Del Comité de Salvación Pública al Comando Antigolpe

Eloi Yagüe Jarque | @eloiyague

Escritor, periodista y profesor universitario. Autor de novelas, libros de cuentos y guiones de cine. Ganador del premio de cuentos Juan Rulfo-Semana Negra de Gijón.

La Revolución Francesa cavó su propia tumba al fundar el comité de Salvacion Pública para acabar con todos los contrarrevolucionarios. Al final tanto Danton –su creador- como Robespierre “El incorruptible” –su último director- conocieron la “frescura” fugaz del filo de la guillotina.

Robespierre aumentó su autoritarismo firmando decretos que anulaban la comparecencia de testigos y de defensores en los juicios revolucionarios. Pero al fin consiguió articularse una oposición a su tiranía, fue acusado de traición y detenido el 9 de thermidor de 1794 junto con sus amigos Louis Saint-Just y Georges Couthon. Fueron guillotinados sin juicio al día siguiente. El Comité de Salud Pública no tardó en disolverse.

Antes de su disolución, el Comité dictó alrededor de 40 mil sentencias de muerte. Sólo un ínfimo porcentaje de los ejecutados –no llegaban al 10%- fueron nobles o pertenecientes a la odiada aristocracia. La gran mayoría de los decapitados eran trabajadores o campesinos acusados de eludir el reclutamiento, deserción, acaparamiento, rebelión u otros delitos. Porque el Comité también tenía a su cargo la distribución de alimentos. O sea que también el bachaquerismo, como lo llamamos ahorita, era considerado traición.

Entre nosotros, la constitución del Comando Antigolpe equivale a la formación del Comité de Salvacion Pública. ¿El objetivo principal? “Derrotar y acabar definitivamente con todos los vestigios del golpe de Estado oligárquico y de derecha”, según el presidente Maduro. Pero hay otros objetivos declarados: combatir a los enemigos de la revolución, a los terroristas y a los traidores.

Como si no bastaran los organismos regulares del Estado -Fuerzas Armadas, Policía, Guardia Nacional, Servicios de Inteligencia- se activa otra instancia del gobierno que inaugura a la vez una nueva etapa de la represión puramente política. ¿Estaremos frente a una nueva fase de la revolución, esta vez terminal como lo fue El Terror, la inaugurada por la guillotina en la Francia revolucionaria?

Si había alguna duda acerca de los objetivos y alcance de este organismo, las podemos considerar superadas: en los primeros días de funcionamiento tiene el dudoso mérito de haber arrestado a seis dirigentes opositores en cinco días. Y se nota entonces que el objetivo no declarado del Comando es garantizar que el chavecismo se mantenga en el poder muchos años más, como pregonan voceros oficialistas.

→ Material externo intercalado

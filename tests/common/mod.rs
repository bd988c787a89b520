#![allow(dead_code)]

use std::collections::VecDeque;
use std::time::Duration;

use parking_lot::Mutex;

use scope_tmc::communication::header::{padded_len, MsgHeader, HEADER_SIZE};
use scope_tmc::{TransferError, UsbTransport};

pub const TIMEOUT: Duration = Duration::from_millis(50);

/// What the fake device hands back on the next BULK IN transfer
pub enum Reply {
    /// A DEV_DEP_MSG_IN answering the last request, tag included
    Message { payload: Vec<u8>, end_of_message: bool },
    /// Bytes put on the wire as they are
    Raw(Vec<u8>),
    Fail(TransferError),
}

#[derive(Default)]
struct Script {
    open: bool,
    echo: bool,
    sent: Vec<Vec<u8>>,
    replies: VecDeque<Reply>,
    out_failures: VecDeque<TransferError>,
    last_request_tag: u8,
    bulk_in_calls: usize,
    opened: usize,
    closed: usize,
}

/// Fake USBTMC interface replaying queued replies and recording every
/// BULK OUT transfer.
pub struct ScriptedTransport {
    max_packet_size: usize,
    script: Mutex<Script>,
}

impl ScriptedTransport {
    pub fn new(max_packet_size: usize) -> ScriptedTransport {
        ScriptedTransport {
            max_packet_size,
            script: Mutex::new(Script::default()),
        }
    }

    /// Answer every DEV_DEP_MSG_OUT with its own payload
    pub fn echo(max_packet_size: usize) -> ScriptedTransport {
        let transport = ScriptedTransport::new(max_packet_size);
        transport.script.lock().echo = true;
        transport
    }

    pub fn reply(&self, reply: Reply) -> &Self {
        self.script.lock().replies.push_back(reply);
        self
    }

    pub fn message(&self, payload: &[u8], end_of_message: bool) -> &Self {
        self.reply(Reply::Message {
            payload: payload.to_vec(),
            end_of_message,
        })
    }

    pub fn fail_next_bulk_out(&self, err: TransferError) {
        self.script.lock().out_failures.push_back(err);
    }

    pub fn sent(&self) -> Vec<Vec<u8>> {
        self.script.lock().sent.clone()
    }

    pub fn sent_headers(&self) -> Vec<MsgHeader> {
        self.sent()
            .iter()
            .map(|frame| MsgHeader::decode(frame).expect("frame shorter than a header"))
            .collect()
    }

    pub fn bulk_in_calls(&self) -> usize {
        self.script.lock().bulk_in_calls
    }

    pub fn open_close_counts(&self) -> (usize, usize) {
        let script = self.script.lock();
        (script.opened, script.closed)
    }
}

/// A DEV_DEP_MSG_IN transfer: header, payload and zero padding.
pub fn in_frame(tag: u8, payload: &[u8], end_of_message: bool) -> Vec<u8> {
    let mut frame = MsgHeader::dev_dep_msg_in(tag, payload.len() as u32, end_of_message)
        .encode()
        .to_vec();
    frame.extend_from_slice(payload);
    frame.resize(HEADER_SIZE + padded_len(payload.len()), 0x00);
    frame
}

impl UsbTransport for ScriptedTransport {
    fn open_endpoints(&self) -> Result<(), TransferError> {
        let mut script = self.script.lock();
        script.open = true;
        script.opened += 1;
        Ok(())
    }

    fn close_endpoints(&self) {
        let mut script = self.script.lock();
        script.open = false;
        script.closed += 1;
    }

    fn max_packet_size_out(&self) -> usize {
        self.max_packet_size
    }

    fn bulk_out(&self, data: &[u8], _timeout: Duration) -> Result<usize, TransferError> {
        let mut script = self.script.lock();
        if !script.open {
            return Err(TransferError::Disconnected);
        }
        if let Some(err) = script.out_failures.pop_front() {
            return Err(err);
        }
        script.sent.push(data.to_vec());

        if let Some(header) = MsgHeader::decode(data) {
            match header.msg_id {
                1 if script.echo => {
                    let size = header.transfer_size as usize;
                    let payload = data[HEADER_SIZE..HEADER_SIZE + size].to_vec();
                    script.replies.push_back(Reply::Message {
                        payload,
                        end_of_message: true,
                    });
                }
                2 => script.last_request_tag = header.tag,
                _ => {}
            }
        }
        Ok(data.len())
    }

    fn bulk_in(&self, buffer: &mut [u8], _timeout: Duration) -> Result<usize, TransferError> {
        let mut script = self.script.lock();
        if !script.open {
            return Err(TransferError::Disconnected);
        }
        script.bulk_in_calls += 1;

        let frame = match script.replies.pop_front() {
            None => return Err(TransferError::Timeout),
            Some(Reply::Fail(err)) => return Err(err),
            Some(Reply::Raw(frame)) => frame,
            Some(Reply::Message {
                payload,
                end_of_message,
            }) => in_frame(script.last_request_tag, &payload, end_of_message),
        };

        let len = frame.len().min(buffer.len());
        buffer[..len].copy_from_slice(&frame[..len]);
        Ok(len)
    }

    fn control_in(
        &self,
        _request: u8,
        _value: u16,
        _buffer: &mut [u8],
        _timeout: Duration,
    ) -> Result<usize, TransferError> {
        Err(TransferError::Stall)
    }
}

Pero no basta liquidar a la oposición, detener a sus dirigentes -incluso a un diputado   como Gilber Caro sin haber allanado su inmunidad parlamentaria-, dictar inhabilitaciones o ilegalizar a los partidos políticos para que no puedan celebrarse elecciones regionales ni municipales.

Lo que resulta inevitable es que en Venezuela haya elecciones tarde o temprano. Y de seguro habrá en el Psuv , así como en los otros partidos que componen el Polo Patriótico, o en la izquierda disidente (que existe, así como el chavecismo crítico) dirigentes que querrán lanzarse a la confrontación electoral, en pleno uso y de sus derechos políticos.

¿Cómo va a manejar la cúpula del partido de gobierno la presión que se produce dentro de las filas chavecistas para que se dén las elecciones? La única forma sería considerar traidores a quienes manifiesten aspiraciones, porque obviamente y tal como están las cosas (especialmente la baja popularidad del régimen), quien aspire a descollar dentro de las filas chavecistas tendrá que articular un discurso sino disidente al menos crítico, para distanciarse del monumental fiasco que ha resultado el madurismo.

¿Serán entonces esas aspiraciones consideradas la traición que hará pagar caro el Comando Antigolpe? El concepto de traidor se aplicará entonces a quienes se desvíen de la versión madurista del chavecismo (algunos chavecistas de vieja data acusan precisamente de traidor a Maduro). El término traidor no aplica para la oposición pues no se puede traicionar algo en lo que nunca se creyó. ¿Cuáles serán los criterios del mencionado Comando para decidir quién o quiénes son los traidores? ¿Bajo qué leyes, o manual de procedimiento se regirá?

Claro que dirán que la Venezuela del 2017 no es la Francia de 1794. Es verdad; pero también es cierto que la historia es circular. Y que toda revolución se come a sus hijos.